In the pic below, you can see half of the snapped cross shaft


----------



## greyhare (Dec 24, 2003)

http://www.peloquins.com/products_020.html


----------



## Hurt (May 3, 2011)

I'd reccommend swapping to a 02a from a passat 8v, 16v, or corrado G60. They're much stronger than 020's. You'd need the pedals, the tranny, axles, shift linkage/box, and more. If you want a "better" 020, go for the early mk2 8v 020 or the late 16v 020. They're geared nicely.


----------



## Dann0 (Apr 2, 2005)

greyhare said:


> http://www.peloquins.com/products_020.html


 I think a slip diff is way overkill and not really in my budget but thanks for the input


----------



## Dann0 (Apr 2, 2005)

Hurt said:


> If you want a "better" 020, go for the early mk2 8v 020 or the late 16v 020. They're geared nicely.

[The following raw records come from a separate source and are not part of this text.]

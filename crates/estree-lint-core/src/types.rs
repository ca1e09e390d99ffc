//! Core types for lint messages and severities.

use crate::ast::NodeType;
use miette::{Diagnostic, SourceSpan};
use serde::de::{self, Visitor};
use serde::{Deserialize, Deserializer, Serialize, Serializer};
use std::fmt;
use std::str::FromStr;

/// Severity level for lint messages.
///
/// Serializes to its numeric level (0, 1, 2) to match the message wire
/// shape; deserializes from either the numeric level or the names `"off"`,
/// `"warn"`/`"warning"` and `"error"`.
#[derive(Debug, Clone, Copy, PartialEq, Eq, PartialOrd, Ord, Hash)]
pub enum Severity {
    /// Rule is disabled; listeners may run but never contribute messages.
    Off,
    /// Finding that should be addressed but does not fail the run.
    Warning,
    /// Finding that must be fixed.
    Error,
}

impl Severity {
    /// Numeric level: 0 = off, 1 = warning, 2 = error.
    #[must_use]
    pub fn level(self) -> u8 {
        match self {
            Self::Off => 0,
            Self::Warning => 1,
            Self::Error => 2,
        }
    }
}

impl fmt::Display for Severity {
    fn fmt(&self, f: &mut fmt::Formatter<'_>) -> fmt::Result {
        match self {
            Self::Off => write!(f, "off"),
            Self::Warning => write!(f, "warning"),
            Self::Error => write!(f, "error"),
        }
    }
}

impl TryFrom<u8> for Severity {
    type Error = InvalidSeverity;

    fn try_from(level: u8) -> Result<Self, InvalidSeverity> {
        match level {
            0 => Ok(Self::Off),
            1 => Ok(Self::Warning),
            2 => Ok(Self::Error),
            other => Err(InvalidSeverity(other.to_string())),
        }
    }
}

impl FromStr for Severity {
    type Err = InvalidSeverity;

    fn from_str(s: &str) -> Result<Self, Self::Err> {
        match s {
            "off" => Ok(Self::Off),
            "warn" | "warning" => Ok(Self::Warning),
            "error" => Ok(Self::Error),
            other => Err(InvalidSeverity(other.to_string())),
        }
    }
}

/// Error produced when a severity level is not 0, 1, 2 or a known name.
#[derive(Debug, Clone, PartialEq, Eq, thiserror::Error)]
#[error("severity should be 0, 1, 2, \"off\", \"warn\" or \"error\" (got {0})")]
pub struct InvalidSeverity(pub String);

impl Serialize for Severity {
    fn serialize<S: Serializer>(&self, serializer: S) -> Result<S::Ok, S::Error> {
        serializer.serialize_u8(self.level())
    }
}

impl<'de> Deserialize<'de> for Severity {
    fn deserialize<D: Deserializer<'de>>(deserializer: D) -> Result<Self, D::Error> {
        struct SeverityVisitor;

        impl Visitor<'_> for SeverityVisitor {
            type Value = Severity;

            fn expecting(&self, f: &mut fmt::Formatter<'_>) -> fmt::Result {
                f.write_str("0, 1, 2, \"off\", \"warn\" or \"error\"")
            }

            fn visit_u64<E: de::Error>(self, v: u64) -> Result<Severity, E> {
                u8::try_from(v)
                    .ok()
                    .and_then(|level| Severity::try_from(level).ok())
                    .ok_or_else(|| E::custom(InvalidSeverity(v.to_string())))
            }

            fn visit_i64<E: de::Error>(self, v: i64) -> Result<Severity, E> {
                u64::try_from(v)
                    .map_err(|_| E::custom(InvalidSeverity(v.to_string())))
                    .and_then(|v| self.visit_u64(v))
            }

            fn visit_str<E: de::Error>(self, v: &str) -> Result<Severity, E> {
                v.parse().map_err(E::custom)
            }
        }

        deserializer.deserialize_any(SeverityVisitor)
    }
}

/// A diagnostic produced by a rule listener during one verify run.
///
/// Never mutated after creation; the line is 1-indexed and the column
/// 0-indexed, taken from the reported node's start position.
#[derive(Debug, Clone, PartialEq, Eq, Serialize, Deserialize)]
#[serde(rename_all = "camelCase")]
pub struct Message {
    /// Id of the rule that produced the message; `None` for messages the
    /// engine itself synthesized.
    pub rule_id: Option<String>,
    /// Configured severity at the time of reporting.
    pub severity: Severity,
    /// Human-readable description.
    pub message: String,
    /// 1-indexed line of the reported position.
    pub line: usize,
    /// 0-indexed column of the reported position.
    pub column: usize,
    /// Type of the reported node, when the message points at one.
    #[serde(default, skip_serializing_if = "Option::is_none")]
    pub node_type: Option<NodeType>,
}

impl Message {
    /// Creates a message.
    #[must_use]
    pub fn new(
        rule_id: Option<String>,
        severity: Severity,
        message: impl Into<String>,
        line: usize,
        column: usize,
    ) -> Self {
        Self {
            rule_id,
            severity,
            message: message.into(),
            line,
            column,
            node_type: None,
        }
    }

    /// Attaches the reported node's type.
    #[must_use]
    pub fn with_node_type(mut self, node_type: NodeType) -> Self {
        self.node_type = Some(node_type);
        self
    }
}

impl fmt::Display for Message {
    fn fmt(&self, f: &mut fmt::Formatter<'_>) -> fmt::Result {
        write!(f, "{}:{}: {}", self.line, self.column, self.severity)?;
        if let Some(rule) = &self.rule_id {
            write!(f, " [{rule}]")?;
        }
        write!(f, " {}", self.message)
    }
}

/// Converts a [`Message`] to a miette [`Diagnostic`] for rich display.
///
/// The byte offset is supplied by the caller, typically via
/// [`crate::SourceCode::offset_for`].
#[derive(Debug, thiserror::Error, Diagnostic)]
#[error("{message}")]
pub struct MessageDiagnostic {
    message: String,
    #[label("{label_message}")]
    span: SourceSpan,
    label_message: String,
}

impl MessageDiagnostic {
    /// Creates a diagnostic anchored at the given byte offset.
    #[must_use]
    pub fn new(message: &Message, offset: usize) -> Self {
        Self {
            message: message.message.clone(),
            span: SourceSpan::from((offset, 0)),
            label_message: message
                .rule_id
                .clone()
                .unwrap_or_else(|| message.severity.to_string()),
        }
    }
}
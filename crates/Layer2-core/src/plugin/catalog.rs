//! Plugin Catalog - 빌드 타임에 링크된 플러그인 타입 목록
//!
//! 엔트리포인트의 `exports`/`factory` 이름을 실제 생성자로 바꿔준다.
//! 카탈로그에 없는 이름은 "계약을 구현하지 않는 심볼"로 취급된다.

use super::builtin;
use super::traits::Plugin;
use std::collections::HashMap;
use std::sync::Arc;
use tracing::warn;

/// 계약 타입 자신의 이름. 구현 타입으로 등록/해석되지 않는다.
pub const CONTRACT_TYPE: &str = "Plugin";

/// 인자 없는 생성자
pub type PluginConstructor = Arc<dyn Fn() -> Box<dyn Plugin> + Send + Sync>;

/// 타입 이름/팩토리 이름 → 생성자
#[derive(Clone, Default)]
pub struct PluginCatalog {
    types: HashMap<String, PluginConstructor>,
    factories: HashMap<String, PluginConstructor>,
}

impl PluginCatalog {
    /// 빈 카탈로그
    pub fn new() -> Self {
        Self::default()
    }

    /// 번들 플러그인이 등록된 카탈로그
    pub fn builtin() -> Self {
        let mut catalog = Self::new();
        builtin::register(&mut catalog);
        catalog
    }

    // ========================================================================
    // 등록
    // ========================================================================

    /// 구현 타입 등록. 계약 타입 이름이면 무시하고 false.
    pub fn register_type<F>(&mut self, name: impl Into<String>, ctor: F) -> bool
    where
        F: Fn() -> Box<dyn Plugin> + Send + Sync + 'static,
    {
        let name = name.into();
        if name == CONTRACT_TYPE {
            warn!("Refusing to register the contract type '{}' as a plugin", name);
            return false;
        }
        self.types.insert(name, Arc::new(ctor));
        true
    }

    /// 팩토리 함수 등록
    pub fn register_factory<F>(&mut self, name: impl Into<String>, factory: F)
    where
        F: Fn() -> Box<dyn Plugin> + Send + Sync + 'static,
    {
        self.factories.insert(name.into(), Arc::new(factory));
    }

    // ========================================================================
    // 조회
    // ========================================================================

    pub fn resolve_type(&self, name: &str) -> Option<PluginConstructor> {
        if name == CONTRACT_TYPE {
            return None;
        }
        self.types.get(name).cloned()
    }

    pub fn resolve_factory(&self, name: &str) -> Option<PluginConstructor> {
        self.factories.get(name).cloned()
    }

    /// `exports` 순서대로 훑어 처음 해석되는 타입
    pub fn first_conforming<'a>(
        &self,
        exports: &'a [String],
    ) -> Option<(&'a str, PluginConstructor)> {
        exports
            .iter()
            .find_map(|name| self.resolve_type(name).map(|ctor| (name.as_str(), ctor)))
    }

    pub fn contains_type(&self, name: &str) -> bool {
        name != CONTRACT_TYPE && self.types.contains_key(name)
    }

    /// 등록된 타입 이름 (정렬)
    pub fn type_names(&self) -> Vec<String> {
        let mut names: Vec<_> = self.types.keys().cloned().collect();
        names.sort();
        names
    }
}

impl std::fmt::Debug for PluginCatalog {
    fn fmt(&self, f: &mut std::fmt::Formatter<'_>) -> std::fmt::Result {
        let mut factories: Vec<_> = self.factories.keys().collect();
        factories.sort();
        f.debug_struct("PluginCatalog")
            .field("types", &self.type_names())
            .field("factories", &factories)
            .finish()
    }
}
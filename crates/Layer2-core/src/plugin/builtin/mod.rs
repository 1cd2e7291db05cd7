//! Builtin plugins - 바이너리에 함께 빌드되는 플러그인
//!
//! 엔트리포인트 파일의 `exports`에 아래 타입 이름을 적으면 로더가 찾는다.
//! 팩토리 이름은 `<plugin>::get_plugin` 형식이다.

mod example;
mod sample;

pub use example::ExamplePlugin;
pub use sample::SamplePlugin;

use super::catalog::PluginCatalog;
use super::error::CommandError;
use clap::error::ErrorKind;
use clap::Parser;

/// 번들 플러그인을 카탈로그에 등록
pub fn register(catalog: &mut PluginCatalog) {
    catalog.register_type("SamplePlugin", || Box::new(SamplePlugin::new()));
    catalog.register_type("ExamplePlugin", || Box::new(ExamplePlugin::new()));

    catalog.register_factory("sample_plugin::get_plugin", || Box::new(SamplePlugin::new()));
    catalog.register_factory("example_plugin::get_plugin", || {
        Box::new(ExamplePlugin::new())
    });
}

/// 명령 인자를 clap으로 파싱해 `run`에 넘긴다
///
/// `--help`는 에러가 아니라 도움말 출력으로 돌려준다.
fn with_args<T, F>(command: &str, args: &[String], run: F) -> Result<String, CommandError>
where
    T: Parser,
    F: FnOnce(T) -> Result<String, CommandError>,
{
    let argv = std::iter::once(command).chain(args.iter().map(String::as_str));
    match T::try_parse_from(argv) {
        Ok(parsed) => run(parsed),
        Err(e) if matches!(e.kind(), ErrorKind::DisplayHelp | ErrorKind::DisplayVersion) => {
            Ok(e.render().to_string().trim_end().to_string())
        }
        Err(e) => Err(CommandError(e.render().to_string().trim_end().to_string())),
    }
}
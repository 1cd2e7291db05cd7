//! Plugin Manifest - 플러그인 엔트리포인트 파일
//!
//! 플러그인 디렉토리는 `plugin.json` 또는 `plugin.toml` 중 하나를 가진다.
//! 둘 다 있으면 `plugin.json`이 우선한다.
//!
//! ```json
//! {
//!   "name": "sample_plugin",
//!   "version": "1.0.0",
//!   "exports": ["SamplePlugin"],
//!   "factory": "get_plugin"
//! }
//! ```

use super::error::LoadError;
use serde::{Deserialize, Serialize};
use std::path::{Path, PathBuf};
use tokio::fs;

/// 인식하는 엔트리포인트 파일명 (우선순위 순)
pub const ENTRY_POINTS: [&str; 2] = ["plugin.json", "plugin.toml"];

/// 디렉토리 안의 엔트리포인트 경로
pub fn entry_point(dir: &Path) -> Option<PathBuf> {
    ENTRY_POINTS
        .iter()
        .map(|file| dir.join(file))
        .find(|path| path.is_file())
}

/// 엔트리포인트 파일 내용
#[derive(Debug, Clone, Default, PartialEq, Eq, Serialize, Deserialize)]
pub struct PluginManifest {
    /// 플러그인 이름 (없으면 디렉토리 이름)
    #[serde(default, skip_serializing_if = "Option::is_none")]
    pub name: Option<String>,

    #[serde(default, skip_serializing_if = "Option::is_none")]
    pub version: Option<String>,

    #[serde(default, skip_serializing_if = "Option::is_none")]
    pub description: Option<String>,

    #[serde(default, skip_serializing_if = "Option::is_none")]
    pub author: Option<String>,

    #[serde(default)]
    pub dependencies: Vec<String>,

    /// 내보내는 타입 이름 (순서 유지)
    #[serde(default)]
    pub exports: Vec<String>,

    /// 인자 없는 팩토리 함수 이름
    #[serde(default, skip_serializing_if = "Option::is_none")]
    pub factory: Option<String>,
}

impl PluginManifest {
    /// 파일 확장자에 맞춰 파싱
    pub fn parse(path: &Path, content: &str) -> Result<Self, String> {
        match path.extension().and_then(|ext| ext.to_str()) {
            Some("json") => serde_json::from_str(content).map_err(|e| e.to_string()),
            Some("toml") => toml::from_str(content).map_err(|e| e.to_string()),
            _ => Err(format!("unsupported entry point {}", path.display())),
        }
    }

    /// 플러그인 디렉토리에서 엔트리포인트를 찾아 읽는다
    pub async fn read(dir: &Path) -> Result<(PathBuf, Self), LoadError> {
        let path = entry_point(dir).ok_or_else(|| LoadError::ModuleNotFound {
            path: dir.to_path_buf(),
        })?;

        let content = fs::read_to_string(&path)
            .await
            .map_err(|e| LoadError::ImportFailure {
                path: path.clone(),
                reason: e.to_string(),
            })?;

        let manifest = Self::parse(&path, &content).map_err(|reason| LoadError::ImportFailure {
            path: path.clone(),
            reason,
        })?;

        Ok((path, manifest))
    }

    /// 표시용 이름 (manifest → 디렉토리 이름)
    pub fn name_or(&self, dir: &Path) -> String {
        self.name.clone().unwrap_or_else(|| {
            dir.file_name()
                .map(|n| n.to_string_lossy().to_string())
                .unwrap_or_default()
        })
    }
}
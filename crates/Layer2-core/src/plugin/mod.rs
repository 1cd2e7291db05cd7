//! # Plugin System
//!
//! OneCodePlant 확장 플러그인 시스템
//!
//! ## 개요
//!
//! - 플러그인은 바이너리에 함께 빌드되며 `PluginCatalog`에 타입 이름으로 등록된다
//! - 관리 디렉토리의 각 플러그인은 엔트리포인트 파일(`plugin.json`/`plugin.toml`)로
//!   자신이 내보내는 타입을 선언한다
//! - 설치 기록은 `plugin_registry.json`에 남는다
//!
//! ## 아키텍처
//!
//! ```text
//! ┌──────────────────────────────────────────────────────────────┐
//! │                       PluginManager                          │
//! │   install / remove / list / info / refresh                   │
//! │  ┌──────────────────────────┐   ┌──────────────────────────┐ │
//! │  │     PluginInstaller      │──▶│     PluginRegistry       │ │
//! │  │  SourceResolver          │   │  plugin_registry.json    │ │
//! │  │  ExternalTool (git, pip) │   └──────────────────────────┘ │
//! │  └──────────────────────────┘               ▲                │
//! └─────────────────────────────────────────────┼────────────────┘
//!                                               │ 자동 등록
//! ┌─────────────────┐    ┌──────────────────────┴───┐
//! │ PluginDiscovery │───▶│       PluginLoader       │──▶ 활성 플러그인
//! └─────────────────┘    │  PluginCatalog 조회       │
//!                        └──────────────────────────┘
//! ```
//!
//! ## 예시
//!
//! ```ignore
//! let catalog = Arc::new(PluginCatalog::builtin());
//! let manager = PluginManager::from_settings(&settings, catalog)?;
//!
//! manager.install("./sample_plugin", false).await?;
//!
//! let mut loader = manager.loader();
//! let active = loader.load_all(manager.plugins_dir()).await;
//! ```

pub mod builtin;
mod catalog;
mod discovery;
mod error;
mod installer;
mod loader;
mod manager;
mod manifest;
mod process;
mod registry;
mod source;
mod traits;

pub use catalog::{PluginCatalog, PluginConstructor, CONTRACT_TYPE};
pub use discovery::{Candidate, PluginDiscovery};
pub use error::{
    CommandError, DiscoveryError, InstallError, LoadError, PluginInitError, RegistryError,
    RemoveError, ToolError,
};
pub use installer::{InstallResult, InstallerConfig, PluginInstaller, RemoveResult};
pub use loader::PluginLoader;
pub use manager::{PluginInfo, PluginManager};
pub use manifest::{entry_point, PluginManifest, ENTRY_POINTS};
pub use process::{ExternalTool, ToolOutput};
pub use registry::{
    PluginDescriptor, PluginRegistry, PluginState, SourceKind, SCHEMA_KEY, SCHEMA_VERSION,
};
pub use source::{PluginSource, SourceResolver};
pub use traits::{handler, CommandHandler, CommandMap, Plugin, PluginMetadata, PluginStatus};
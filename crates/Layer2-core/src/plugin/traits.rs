//! Plugin traits - 핵심 플러그인 인터페이스

use super::error::{CommandError, PluginInitError};
use async_trait::async_trait;
use serde::Serialize;
use std::collections::{BTreeMap, HashMap};
use std::sync::Arc;

// ============================================================================
// Commands
// ============================================================================

/// 명령 핸들러 - 인자를 받아 출력 문자열을 반환
pub type CommandHandler = Arc<dyn Fn(&[String]) -> Result<String, CommandError> + Send + Sync>;

/// 명령 이름 → 핸들러 (플러그인 하나 안에서 이름은 유일)
pub type CommandMap = BTreeMap<String, CommandHandler>;

/// 클로저를 `CommandHandler`로 감싼다
pub fn handler<F>(f: F) -> CommandHandler
where
    F: Fn(&[String]) -> Result<String, CommandError> + Send + Sync + 'static,
{
    Arc::new(f)
}

// ============================================================================
// Metadata / Status
// ============================================================================

/// 플러그인 메타데이터
#[derive(Debug, Clone, PartialEq, Eq, Serialize)]
pub struct PluginMetadata {
    pub name: String,
    pub version: String,
    pub description: String,
    pub author: String,
    pub dependencies: Vec<String>,
}

/// 플러그인 상태 스냅샷 (디버깅/표시용)
#[derive(Debug, Clone, PartialEq, Eq, Serialize)]
pub struct PluginStatus {
    pub name: String,
    pub version: String,
    pub initialized: bool,
    pub commands: Vec<String>,
}

// ============================================================================
// Plugin Trait - 모든 플러그인이 구현해야 하는 인터페이스
// ============================================================================

/// 플러그인 트레이트
///
/// 로더는 타입을 인자 없이 생성한 뒤 `initialize()`를 호출한다.
/// `false`나 에러를 돌려주면 활성 플러그인 목록에 들어가지 않는다.
#[async_trait]
pub trait Plugin: Send + Sync {
    fn name(&self) -> &str;

    fn version(&self) -> &str;

    fn description(&self) -> &str {
        ""
    }

    fn author(&self) -> &str {
        ""
    }

    /// 의존하는 플러그인 이름 목록
    fn dependencies(&self) -> Vec<String> {
        Vec::new()
    }

    /// 일회성 초기화. 두 번 호출해도 결과가 같아야 한다.
    async fn initialize(&self) -> Result<bool, PluginInitError>;

    /// 제공하는 명령 목록 (부작용 없음)
    fn commands(&self) -> CommandMap;

    /// 정리. 실패는 구현체가 직접 로그로 남긴다.
    async fn cleanup(&self) {}

    /// 초기화 완료 여부
    fn is_initialized(&self) -> bool {
        true
    }

    fn metadata(&self) -> PluginMetadata {
        PluginMetadata {
            name: self.name().to_string(),
            version: self.version().to_string(),
            description: self.description().to_string(),
            author: self.author().to_string(),
            dependencies: self.dependencies(),
        }
    }

    /// 선언된 의존성이 모두 `available`에 있으면 true
    fn validate_dependencies(&self, available: &HashMap<String, Arc<dyn Plugin>>) -> bool {
        self.missing_dependencies(available).is_empty()
    }

    fn missing_dependencies(&self, available: &HashMap<String, Arc<dyn Plugin>>) -> Vec<String> {
        self.dependencies()
            .into_iter()
            .filter(|dep| !available.contains_key(dep))
            .collect()
    }

    fn status(&self) -> PluginStatus {
        PluginStatus {
            name: self.name().to_string(),
            version: self.version().to_string(),
            initialized: self.is_initialized(),
            commands: self.commands().into_keys().collect(),
        }
    }
}
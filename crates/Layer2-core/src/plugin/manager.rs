//! Plugin Manager - 설치/제거/조회 퍼사드
//!
//! Registry + Installer를 묶어 `install`, `remove`, `list`, `info`, `refresh`를 제공한다.
//! 런타임 활성화는 `loader()`로 얻은 `PluginLoader`가 담당한다.

use super::catalog::PluginCatalog;
use super::error::{InstallError, RegistryError, RemoveError};
use super::installer::{InstallResult, InstallerConfig, PluginInstaller, RemoveResult};
use super::loader::PluginLoader;
use super::registry::{PluginDescriptor, PluginRegistry, PluginState, SourceKind};
use super::source::SourceResolver;
use onecode_foundation::PluginSettings;
use serde::Serialize;
use std::path::{Path, PathBuf};
use std::sync::Arc;
use tokio_util::sync::CancellationToken;
use tracing::info;

// ============================================================================
// PluginInfo - 목록 항목
// ============================================================================

/// `list()` 항목 - 기록된 상태 대신 현재 디스크 상태를 보여준다
#[derive(Debug, Clone, PartialEq, Eq, Serialize)]
pub struct PluginInfo {
    pub name: String,
    pub source: SourceKind,
    pub origin: String,
    #[serde(skip_serializing_if = "Option::is_none")]
    pub path: Option<PathBuf>,
    pub version: String,
    pub status: PluginState,
}

impl From<&PluginDescriptor> for PluginInfo {
    fn from(descriptor: &PluginDescriptor) -> Self {
        Self {
            name: descriptor.name.clone(),
            source: descriptor.source,
            origin: descriptor.origin(),
            path: descriptor.path.clone(),
            version: descriptor.version.clone(),
            status: descriptor.live_status(),
        }
    }
}

// ============================================================================
// PluginManager
// ============================================================================

/// 플러그인 매니저
pub struct PluginManager {
    registry: Arc<PluginRegistry>,
    catalog: Arc<PluginCatalog>,
    installer: PluginInstaller,
}

impl PluginManager {
    /// 이미 로드된 레지스트리로 생성
    pub fn new(registry: Arc<PluginRegistry>, catalog: Arc<PluginCatalog>) -> Self {
        let installer = PluginInstaller::new(Arc::clone(&registry), Arc::clone(&catalog));
        Self {
            registry,
            catalog,
            installer,
        }
    }

    /// 설정의 경로로 레지스트리를 열고 외부 도구 설정을 적용
    pub fn from_settings(
        settings: &PluginSettings,
        catalog: Arc<PluginCatalog>,
    ) -> onecode_foundation::Result<Self> {
        let registry = PluginRegistry::open(settings.registry_file(), settings.plugins_dir())?;
        let config = InstallerConfig::from_settings(settings)?;
        Ok(Self::new(Arc::new(registry), catalog).with_installer_config(config))
    }

    pub fn with_installer_config(mut self, config: InstallerConfig) -> Self {
        self.installer = self.installer.with_config(config);
        self
    }

    pub fn with_resolver(mut self, resolver: SourceResolver) -> Self {
        self.installer = self.installer.with_resolver(resolver);
        self
    }

    pub fn with_cancellation(mut self, cancel: CancellationToken) -> Self {
        self.installer = self.installer.with_cancellation(cancel);
        self
    }

    // ========================================================================
    // 동작
    // ========================================================================

    pub async fn install(&self, source: &str, force: bool) -> Result<InstallResult, InstallError> {
        self.installer.install(source, force).await
    }

    pub async fn remove(&self, name: &str, confirmed: bool) -> Result<RemoveResult, RemoveError> {
        self.installer.remove(name, confirmed).await
    }

    /// 이름 순 목록 (상태는 현재 디스크 기준)
    pub fn list(&self) -> Vec<PluginInfo> {
        self.registry.list().iter().map(PluginInfo::from).collect()
    }

    /// 기록된 그대로의 항목
    pub fn info(&self, name: &str) -> Option<PluginDescriptor> {
        self.registry.get(name)
    }

    pub fn refresh(&self) -> Result<bool, RegistryError> {
        let changed = self.registry.refresh()?;
        if !changed {
            info!("Plugin registry is up to date");
        }
        Ok(changed)
    }

    // ========================================================================
    // 접근자
    // ========================================================================

    /// 이 매니저의 레지스트리에 자동 등록하는 로더
    pub fn loader(&self) -> PluginLoader {
        PluginLoader::new(Arc::clone(&self.catalog)).with_registry(Arc::clone(&self.registry))
    }

    pub fn registry(&self) -> &Arc<PluginRegistry> {
        &self.registry
    }

    pub fn catalog(&self) -> &Arc<PluginCatalog> {
        &self.catalog
    }

    pub fn plugins_dir(&self) -> &Path {
        self.registry.plugins_dir()
    }
}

 this is actually what I was thinking. I have a 92 Jetta carat which originally had a 1.8L (I believe) in it but now has an ABA swap, but if I'm not mistaken, it's has the original tranny in it. I would like to pull it but that's just double the work and I would have 2 cars out of commission for a bit.

When you say early mk2 8v 020 or the late 16v 020, what year range and are the plug and play?

Thanks for the response


----------



## Anony00GT (Mar 6, 2002)

My original trans failed exactly how yours did, however it was the ring gear rivets that broke and came flying through the case, not the whole pinion shaft. I only saw a pinion shaft let loose once, on a '95 Olds Achieva, and it was owned by someone who I know for a fact enjoyed burnouts very much  

My replacement is out of an A2, but I don't know exactly what engine. It's got the 8-pin reverse light switch, and when I needed a replacement switch, I ordered one from a 1988 1.8L Jetta, so it's gotta be from that year range. Bolted right in, same clutch and everything.


----------



## robsgotit (Jan 25, 2004)

Dann0 said:


> When you say early mk2 8v 020 or the late 16v 020, what year range and are the plug and play?
> 
> Thanks for the response


 im pretty sure the clutch disk splines are diffrent, i may be wrong, i swapped a mystery mk2 trans into my mk3 had to use the mk2 8v disc and wire in the reverse lights


----------



## Hurt (May 3, 2011)

Dann0 said:


> this is actually what I was thinking. I have a 92 Jetta carat which originally had a 1.8L (I believe) in it but now has an ABA swap, but if I'm not mistaken, it's has the original tranny in it. I would like to pull it but that's just double the work and I would have 2 cars out of commission for a bit.
> 
> When you say early mk2 8v 020 or the late 16v 020, what year range and are the plug and play?
> 
> Thanks for the response


 85' 8v = really close gears 

88-92 16v = really close gears. 

88-92 is 99% plug and play.


----------



## Anony00GT (Mar 6, 2002)

Hurt said:


> 85' 8v = really close gears
> 
> 88-92 16v = really close gears.
> 
> 88-92 is 99% plug and play.


 Do you have a link to a chart of 020 gear ratios by year by any chance?


----------



## Dann0 (Apr 2, 2005)

http://brokevw.com/020ratios.html


----------